## Task description
Starting at the top of the data and ending with the line that holds "pub fn is_prompt(line: &str)", transcribe each line exactly; include both ends.

## Listed entries
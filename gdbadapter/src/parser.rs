/// GDB/MI output parser
///
/// Turns single lines of GDB/MI output into typed records.

use std::collections::HashMap;
use std::iter::Peekable;
use std::str::Chars;

use once_cell::sync::Lazy;
use regex::Regex;
use thiserror::Error;

use crate::types::*;

#[derive(Error, Debug, Clone, PartialEq, Eq)]
pub enum ParseError {
    #[error("Empty or prompt line")]
    NotARecord,
    #[error("Unknown GDB/MI output format: {0}")]
    UnknownFormat(String),
    #[error("Malformed {what}: {line}")]
    Malformed { what: &'static str, line: String },
    #[error("Unexpected input in result list: {0}")]
    Syntax(String),
}

type Result<T> = std::result::Result<T, ParseError>;

static RESULT_RECORD: Lazy<Regex> = Lazy::new(|| {
    Regex::new(r"^(\d+)?\^(done|running|connected|error|exit)(?:,(.*))?$")
        .unwrap_or_else(|e| panic!("result record pattern: {e}"))
});

static ASYNC_RECORD: Lazy<Regex> = Lazy::new(|| {
    Regex::new(r"^(\d+)?([*+=])([a-zA-Z0-9_-]+)(?:,(.*))?$")
        .unwrap_or_else(|e| panic!("async record pattern: {e}"))
});

/// True for the `(gdb)` prompt that terminates each burst of output
pub fn is_prompt(line: &str) -> bool {
    line.trim() == "(gdb)"
}

/// Parse a line of GDB/MI output
pub fn parse_gdb_output(line: &str) -> Result<GdbOutput> {
    let line = line.trim();

    if line.is_empty() || is_prompt(line) {
        return Err(ParseError::NotARecord);
    }

    if let Some(stream) = parse_stream_record(line) {
        return Ok(GdbOutput::Stream(stream));
    }

    if let Some(caps) = RESULT_RECORD.captures(line) {
        let class = match &caps[2] {
            "done" => ResultClass::Done,
            "running" => ResultClass::Running,
            "connected" => ResultClass::Connected,
            "error" => ResultClass::Error,
            _ => ResultClass::Exit,
        };
        return Ok(GdbOutput::Result(GdbResult {
            token: parse_token(caps.get(1).map(|m| m.as_str()), line)?,
            class,
            results: parse_optional_results(caps.get(3).map(|m| m.as_str()))?,
        }));
    }

    if let Some(caps) = ASYNC_RECORD.captures(line) {
        let kind = match &caps[2] {
            "*" => AsyncKind::Exec,
            "+" => AsyncKind::Status,
            _ => AsyncKind::Notify,
        };
        return Ok(GdbOutput::Async(AsyncRecord {
            token: parse_token(caps.get(1).map(|m| m.as_str()), line)?,
            kind,
            class: caps[3].to_string(),
            results: parse_optional_results(caps.get(4).map(|m| m.as_str()))?,
        }));
    }

    Err(ParseError::UnknownFormat(line.to_string()))
}

fn parse_token(token: Option<&str>, line: &str) -> Result<Option<u32>> {
    token
        .map(|t| {
            t.parse().map_err(|_| ParseError::Malformed {
                what: "token",
                line: line.to_string(),
            })
        })
        .transpose()
}

fn parse_optional_results(input: Option<&str>) -> Result<HashMap<String, Value>> {
    match input {
        Some(input) => parse_results(input),
        None => Ok(HashMap::new()),
    }
}

/// Parse a stream record (console, target, or log output)
fn parse_stream_record(line: &str) -> Option<StreamRecord> {
    let mut chars = line.chars();
    let stream_type = match chars.next()? {
        '~' => StreamType::Console,
        '@' => StreamType::Target,
        '&' => StreamType::Log,
        _ => return None,
    };

    let body = chars.as_str();
    let content = parse_c_string(body).unwrap_or_else(|| body.to_string());

    Some(StreamRecord {
        stream_type,
        content,
    })
}

/// Parse a comma separated `key=value` list
fn parse_results(input: &str) -> Result<HashMap<String, Value>> {
    let mut cursor = ValueCursor::new(input);
    let mut results = HashMap::new();

    loop {
        cursor.skip_spaces();
        if cursor.at_end() {
            break;
        }

        let (key, value) = cursor.result()?;
        results.insert(key, value);

        if !cursor.eat(',') && !cursor.at_end() {
            return Err(ParseError::Syntax(input.to_string()));
        }
    }

    Ok(results)
}

/// Character cursor over an MI result list
struct ValueCursor<'a> {
    chars: Peekable<Chars<'a>>,
}

impl<'a> ValueCursor<'a> {
    fn new(input: &'a str) -> Self {
        Self {
            chars: input.chars().peekable(),
        }
    }

    fn at_end(&mut self) -> bool {
        self.chars.peek().is_none()
    }

    fn skip_spaces(&mut self) {
        while self.chars.next_if_eq(&' ').is_some() {}
    }

    fn eat(&mut self, expected: char) -> bool {
        self.chars.next_if_eq(&expected).is_some()
    }

    fn expect(&mut self, expected: char) -> Result<()> {
        if self.eat(expected) {
            Ok(())
        } else {
            Err(ParseError::Syntax(format!("expected '{}'", expected)))
        }
    }

    /// `key=value`
    fn result(&mut self) -> Result<(String, Value)> {
        let key = self.identifier()?;
        self.expect('=')?;
        let value = self.value()?;
        Ok((key, value))
    }

    fn identifier(&mut self) -> Result<String> {
        let mut identifier = String::new();
        while let Some(ch) = self
            .chars
            .next_if(|&ch| ch.is_alphanumeric() || ch == '_' || ch == '-')
        {
            identifier.push(ch);
        }

        if identifier.is_empty() {
            return Err(ParseError::Syntax("empty identifier".into()));
        }
        Ok(identifier)
    }

    fn value(&mut self) -> Result<Value> {
        match self.chars.peek() {
            Some('"') => {
                self.chars.next();
                Ok(Value::String(self.quoted()))
            }
            Some('[') => {
                self.chars.next();
                self.list()
            }
            Some('{') => {
                self.chars.next();
                self.tuple()
            }
            _ => Err(ParseError::Syntax("expected value".into())),
        }
    }

    /// Body of a C string after its opening quote
    fn quoted(&mut self) -> String {
        let mut out = String::new();
        while let Some(ch) = self.chars.next() {
            match ch {
                '"' => break,
                '\\' => push_escape(&mut out, self.chars.next()),
                other => out.push(other),
            }
        }
        out
    }

    /// Lists hold either bare values or `key=value` results.
    fn list(&mut self) -> Result<Value> {
        let mut items = Vec::new();
        while !self.eat(']') {
            if self.at_end() {
                return Err(ParseError::Syntax("unterminated list".into()));
            }
            let item = match self.chars.peek() {
                Some('"') | Some('[') | Some('{') => self.value()?,
                _ => {
                    let (key, value) = self.result()?;
                    Value::Tuple(HashMap::from([(key, value)]))
                }
            };
            items.push(item);
            self.eat(',');
        }
        Ok(Value::List(items))
    }

    fn tuple(&mut self) -> Result<Value> {
        let mut tuple = HashMap::new();
        while !self.eat('}') {
            if self.at_end() {
                return Err(ParseError::Syntax("unterminated tuple".into()));
            }
            let (key, value) = self.result()?;
            tuple.insert(key, value);
            self.eat(',');
        }
        Ok(Value::Tuple(tuple))
    }
}

fn push_escape(out: &mut String, escaped: Option<char>) {
    match escaped {
        Some('n') => out.push('\n'),
        Some('t') => out.push('\t'),
        Some('r') => out.push('\r'),
        Some('\\') => out.push('\\'),
        Some('"') => out.push('"'),
        Some(other) => {
            out.push('\\');
            out.push(other);
        }
        None => out.push('\\'),
    }
}

/// Parse a C-style string (removes quotes and handles escape sequences)
fn parse_c_string(input: &str) -> Option<String> {
    let content = input.strip_prefix('"')?.strip_suffix('"')?;
    let mut result = String::with_capacity(content.len());
    let mut chars = content.chars();

    while let Some(ch) = chars.next() {
        if ch == '\\' {
            push_escape(&mut result, chars.next());
        } else {
            result.push(ch);
        }
    }

    Some(result)
}

/// Quote `text` as an MI C string argument
pub fn quote_c_string(text: &str) -> String {
    let mut quoted = String::with_capacity(text.len() + 2);
    quoted.push('"');
    for ch in text.chars() {
        match ch {
            '"' => quoted.push_str("\\\""),
            '\\' => quoted.push_str("\\\\"),
            '\n' => quoted.push_str("\\n"),
            '\t' => quoted.push_str("\\t"),
            '\r' => quoted.push_str("\\r"),
            other => quoted.push(other),
        }
    }
    quoted.push('"');
    quoted
}

#[cfg(test)]
mod tests {
    use super::*;

    #[test]
    fn test_parse_c_string() {
        assert_eq!(parse_c_string("\"Hello\""), Some("Hello".to_string()));
        assert_eq!(parse_c_string("\"Hello\\nWorld\""), Some("Hello\nWorld".to_string()));
        assert_eq!(parse_c_string("\"Hello\\\\World\""), Some("Hello\\World".to_string()));
        assert_eq!(parse_c_string("\"Hello\\\"World\""), Some("Hello\"World".to_string()));
        assert_eq!(parse_c_string("Hello"), None);
        assert_eq!(parse_c_string("\""), None);
    }

    #[test]
    fn test_quote_c_string() {
        assert_eq!(quote_c_string("monitor ?"), "\"monitor ?\"");
        assert_eq!(quote_c_string("echo \"a\\b\"\n"), "\"echo \\\"a\\\\b\\\"\\n\"");
        let quoted = quote_c_string("say \"hi\"\t\\");
        assert_eq!(parse_c_string(&quoted).as_deref(), Some("say \"hi\"\t\\"));
    }

    #[test]
    fn test_parse_done_with_token() {
        match parse_gdb_output("12^done").unwrap() {
            GdbOutput::Result(result) => {
                assert_eq!(result.token, Some(12));
                assert_eq!(result.class, ResultClass::Done);
                assert!(result.results.is_empty());
                assert_eq!(result.error_message(), None);
            }
            other => panic!("Expected result record, got {:?}", other),
        }
    }

    #[test]
    fn test_parse_error_message() {
        let line = r#"3^error,msg="Undefined command: \"bogus\".  Try \"help\".""#;
        match parse_gdb_output(line).unwrap() {
            GdbOutput::Result(result) => {
                assert_eq!(result.class, ResultClass::Error);
                assert_eq!(
                    result.error_message(),
                    Some("Undefined command: \"bogus\".  Try \"help\".")
                );
            }
            other => panic!("Expected result record, got {:?}", other),
        }
    }

    #[test]
    fn test_parse_stream_records() {
        let cases = [
            (r#"~"UEFI Rust Debugger.\n""#, StreamType::Console, "UEFI Rust Debugger.\n"),
            (r#"@"target output""#, StreamType::Target, "target output"),
            (r#"&"monitor ?\n""#, StreamType::Log, "monitor ?\n"),
        ];
        for (line, stream_type, content) in cases {
            match parse_gdb_output(line).unwrap() {
                GdbOutput::Stream(stream) => {
                    assert_eq!(stream.stream_type, stream_type);
                    assert_eq!(stream.content, content);
                }
                other => panic!("Expected stream record, got {:?}", other),
            }
        }
    }

    #[test]
    fn test_parse_async_records() {
        match parse_gdb_output(r#"*stopped,reason="signal-received",thread-id="1""#).unwrap() {
            GdbOutput::Async(record) => {
                assert_eq!(record.kind, AsyncKind::Exec);
                assert_eq!(record.class, "stopped");
                assert_eq!(record.results["reason"].as_string(), Some("signal-received"));
            }
            other => panic!("Expected async record, got {:?}", other),
        }

        match parse_gdb_output(r#"=thread-group-added,id="i1""#).unwrap() {
            GdbOutput::Async(record) => {
                assert_eq!(record.kind, AsyncKind::Notify);
                assert_eq!(record.class, "thread-group-added");
            }
            other => panic!("Expected async record, got {:?}", other),
        }
    }

    #[test]
    fn test_parse_nested_values() {
        let results = parse_results(
            r#"bkpt={number="1",thread-groups=["i1"]},frames=[frame={level="0"},frame={level="1"}]"#,
        )
        .unwrap();

        let bkpt = results["bkpt"].as_tuple().unwrap();
        assert_eq!(bkpt["number"].as_string(), Some("1"));
        assert_eq!(bkpt["thread-groups"].as_list().unwrap()[0].as_string(), Some("i1"));

        let frames = results["frames"].as_list().unwrap();
        assert_eq!(frames.len(), 2);
        let second = frames[1].as_tuple().unwrap()["frame"].as_tuple().unwrap();
        assert_eq!(second["level"].as_string(), Some("1"));
    }

    #[test]
    fn test_prompt_and_garbage() {
        assert_eq!(parse_gdb_output("(gdb) "), Err(ParseError::NotARecord));
        assert_eq!(parse_gdb_output(""), Err(ParseError::NotARecord));
        assert!(matches!(
            parse_gdb_output("plain text"),
            Err(ParseError::UnknownFormat(_))
        ));
        assert!(matches!(
            parse_gdb_output(r#"^done,msg="a"junk"#),
            Err(ParseError::Syntax(_))
        ));
    }
}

## Answer
filename gdbadapter/src/parser.rs
/// GDB/MI output parser
///
/// Turns single lines of GDB/MI output into typed records.

use std::collections::HashMap;
use std::iter::Peekable;
use std::str::Chars;

use once_cell::sync::Lazy;
use regex::Regex;
use thiserror::Error;

use crate::types::*;

#[derive(Error, Debug, Clone, PartialEq, Eq)]
pub enum ParseError {
    #[error("Empty or prompt line")]
    NotARecord,
    #[error("Unknown GDB/MI output format: {0}")]
    UnknownFormat(String),
    #[error("Malformed {what}: {line}")]
    Malformed { what: &'static str, line: String },
    #[error("Unexpected input in result list: {0}")]
    Syntax(String),
}

type Result<T> = std::result::Result<T, ParseError>;

static RESULT_RECORD: Lazy<Regex> = Lazy::new(|| {
    Regex::new(r"^(\d+)?\^(done|running|connected|error|exit)(?:,(.*))?$")
        .unwrap_or_else(|e| panic!("result record pattern: {e}"))
});

static ASYNC_RECORD: Lazy<Regex> = Lazy::new(|| {
    Regex::new(r"^(\d+)?([*+=])([a-zA-Z0-9_-]+)(?:,(.*))?$")
        .unwrap_or_else(|e| panic!("async record pattern: {e}"))
});

/// True for the `(gdb)` prompt that terminates each burst of output
pub fn is_prompt(line: &str) -> bool {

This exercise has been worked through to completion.